Linc00319 is a novel lncRNA located on chromosome 21q22.3 that has been implicated in the tumorigenesis and progression of cervical cancer, gastric cancer, osteosarcoma and laryngeal squamous cell carcinoma in a miRNA-dependent manner [77,78,79,80][52][53][54][55]. Moreover, linc00319 expression levels were remarkably higher in BLCA tissues than in adjacent normal tissues. Patients with higher linc00319 levels had higher clinical stages and lower recurrence-free survival rates [81][56].

Linc00355 is located on chromosome 13q21.31 and has been validated to function as a ceRNA by sponging miRNAs in lung squamous cell carcinoma, glioma and hepatocellular carcinoma [83,84,85][57][58][59]. In BLCA, linc00355 could act as a sponge of miR-424-5p to modulate high mobility group AT-hook 2 (HMGA2) expression, which could regulate the EMT-related proteins ZEB1, E-cadherin and vimentin and finally contribute to BLCA EMT and lung metastasis [86][60]

Linc00649 is located on 21q22.11 and is widely considered an oncogene in multiple tumours, such as lung squamous cell carcinoma, breast cancer and gastric cancer [94,95,96][61][62][63]. A recent study found that linc00649 is a basement membrane-related lncRNA and is correlated with clinical prognosis based on analysis of transcriptional and clinical data of bladder cancer from the TCGA, GEO and BM-BASE databases, revealing that linc00649 is a potential biomarker of BLCA. Additionally, a model containing eight lncRNAs, including linc00649, was constructed and used to accurately predict the prognosis of BLCA patients [97][64]

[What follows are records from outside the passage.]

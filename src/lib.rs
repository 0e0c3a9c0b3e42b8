//! eBird Compiler Library
//!
//! A Rust library for compiling a single summary report out of a batch of
//! eBird checklist pages.
//!
//! This library provides tools for:
//! - Scanning checklist HTML for literal markers with a forward-only cursor
//! - Extracting one structured record (date, location, participants, effort,
//!   species) per checklist page
//! - Resolving species names to taxonomic sequence keys
//! - Merging shared-checklist sub-lists and aggregating many checklists into
//!   one de-duplicated, taxonomically sorted summary
//! - Polite page retrieval (robots.txt crawl delay, throttling)

pub mod config;
pub mod constants;

// Core application modules
pub mod app {
    pub mod models;
    pub mod services {
        pub mod checklist_parser;
        pub mod compiler;
        pub mod retrieval;
        pub mod tag_scanner;
        pub mod taxonomy;
    }
}

// CLI modules
pub mod cli {
    pub mod args;
    pub mod commands;
}

// Re-export commonly used types
pub use app::models::{
    ChecklistField, ChecklistRecord, ObservationMethod, SpeciesEntry, SummaryRecord,
};
pub use config::Config;

/// Result type alias for the checklist compiler
pub type Result<T> = std::result::Result<T, Error>;

/// Error types for checklist extraction, aggregation and retrieval
#[derive(thiserror::Error, Debug)]
pub enum Error {
    /// I/O operation failed
    #[error("I/O error: {message}")]
    Io {
        message: String,
        #[source]
        source: std::io::Error,
    },

    /// CSV parsing error
    #[error("CSV parsing error in file '{file}': {message}")]
    CsvParsing {
        file: String,
        message: String,
        #[source]
        source: Option<csv::Error>,
    },

    /// Taxonomy table could not be loaded
    #[error("Taxonomy error: {message}")]
    Taxonomy { message: String },

    /// Species name missing from the taxonomy table
    #[error("Species not found in taxonomy: '{name}'")]
    TaxonNotFound { name: String },

    /// A checklist page is missing a required field or the field is malformed
    #[error("Failed to extract {field} from checklist {identifier}: {message}")]
    Extraction {
        identifier: String,
        field: ChecklistField,
        message: String,
    },

    /// A page could not be retrieved
    #[error("Failed to download checklist from {url}: {message}")]
    Retrieval { url: String, message: String },

    /// Batch input could not be interpreted
    #[error("Invalid input: {message}")]
    InvalidInput { message: String },

    /// Data validation error
    #[error("Data validation error: {message}")]
    DataValidation { message: String },

    /// Configuration error
    #[error("Configuration error: {message}")]
    Configuration { message: String },

    /// Processing interrupted
    #[error("Processing interrupted: {reason}")]
    ProcessingInterrupted { reason: String },
}

impl Error {
    /// Create an I/O error with context
    pub fn io(message: impl Into<String>, source: std::io::Error) -> Self {
        Self::Io {
            message: message.into(),
            source,
        }
    }

    /// Create a CSV parsing error with context
    pub fn csv_parsing(
        file: impl Into<String>,
        message: impl Into<String>,
        source: Option<csv::Error>,
    ) -> Self {
        Self::CsvParsing {
            file: file.into(),
            message: message.into(),
            source,
        }
    }

    /// Create a taxonomy loading error
    pub fn taxonomy(message: impl Into<String>) -> Self {
        Self::Taxonomy {
            message: message.into(),
        }
    }

    /// Create a taxon not found error
    pub fn taxon_not_found(name: impl Into<String>) -> Self {
        Self::TaxonNotFound { name: name.into() }
    }

    /// Create a field-level extraction error
    pub fn extraction(
        identifier: impl Into<String>,
        field: ChecklistField,
        message: impl Into<String>,
    ) -> Self {
        Self::Extraction {
            identifier: identifier.into(),
            field,
            message: message.into(),
        }
    }

    /// Create a retrieval error
    pub fn retrieval(url: impl Into<String>, message: impl Into<String>) -> Self {
        Self::Retrieval {
            url: url.into(),
            message: message.into(),
        }
    }

    /// Create an invalid input error
    pub fn invalid_input(message: impl Into<String>) -> Self {
        Self::InvalidInput {
            message: message.into(),
        }
    }

    /// Create a data validation error
    pub fn data_validation(message: impl Into<String>) -> Self {
        Self::DataValidation {
            message: message.into(),
        }
    }

    /// Create a configuration error
    pub fn configuration(message: impl Into<String>) -> Self {
        Self::Configuration {
            message: message.into(),
        }
    }

    /// Create a processing interrupted error
    pub fn processing_interrupted(reason: impl Into<String>) -> Self {
        Self::ProcessingInterrupted {
            reason: reason.into(),
        }
    }

    /// The checklist field that failed, if this is an extraction error
    pub fn failed_field(&self) -> Option<ChecklistField> {
        match self {
            Self::Extraction { field, .. } => Some(*field),
            _ => None,
        }
    }
}

// Automatic conversions from common error types
impl From<std::io::Error> for Error {
    fn from(error: std::io::Error) -> Self {
        Self::Io {
            message: "I/O operation failed".to_string(),
            source: error,
        }
    }
}

impl From<csv::Error> for Error {
    fn from(error: csv::Error) -> Self {
        Self::CsvParsing {
            file: "unknown".to_string(),
            message: "CSV parsing failed".to_string(),
            source: Some(error),
        }
    }
}

impl From<toml::de::Error> for Error {
    fn from(error: toml::de::Error) -> Self {
        Self::Configuration {
            message: format!("Invalid configuration file: {}", error),
        }
    }
}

Linc00958 is located on 11p15.3 and was found to be substantially expressed in bladder cancer tissues compared to normal bladder epithelial tissues. Increasingly, studies have demonstrated that linc00958 is involved in the malignant progression of various cancers, such as hepatocellular carcinoma, colorectal cancer, osteosarcoma and endometrial cancer [100][65]. Anna et al. identified 72 BLCA tissues and 8 normal bladder epithelial tissues by RNA sequencing and selected five significantly dysregulated lncRNAs, including linc00958, for further analysis. They found that the knockdown of linc00958 led to a loss of cell mobility in vitro.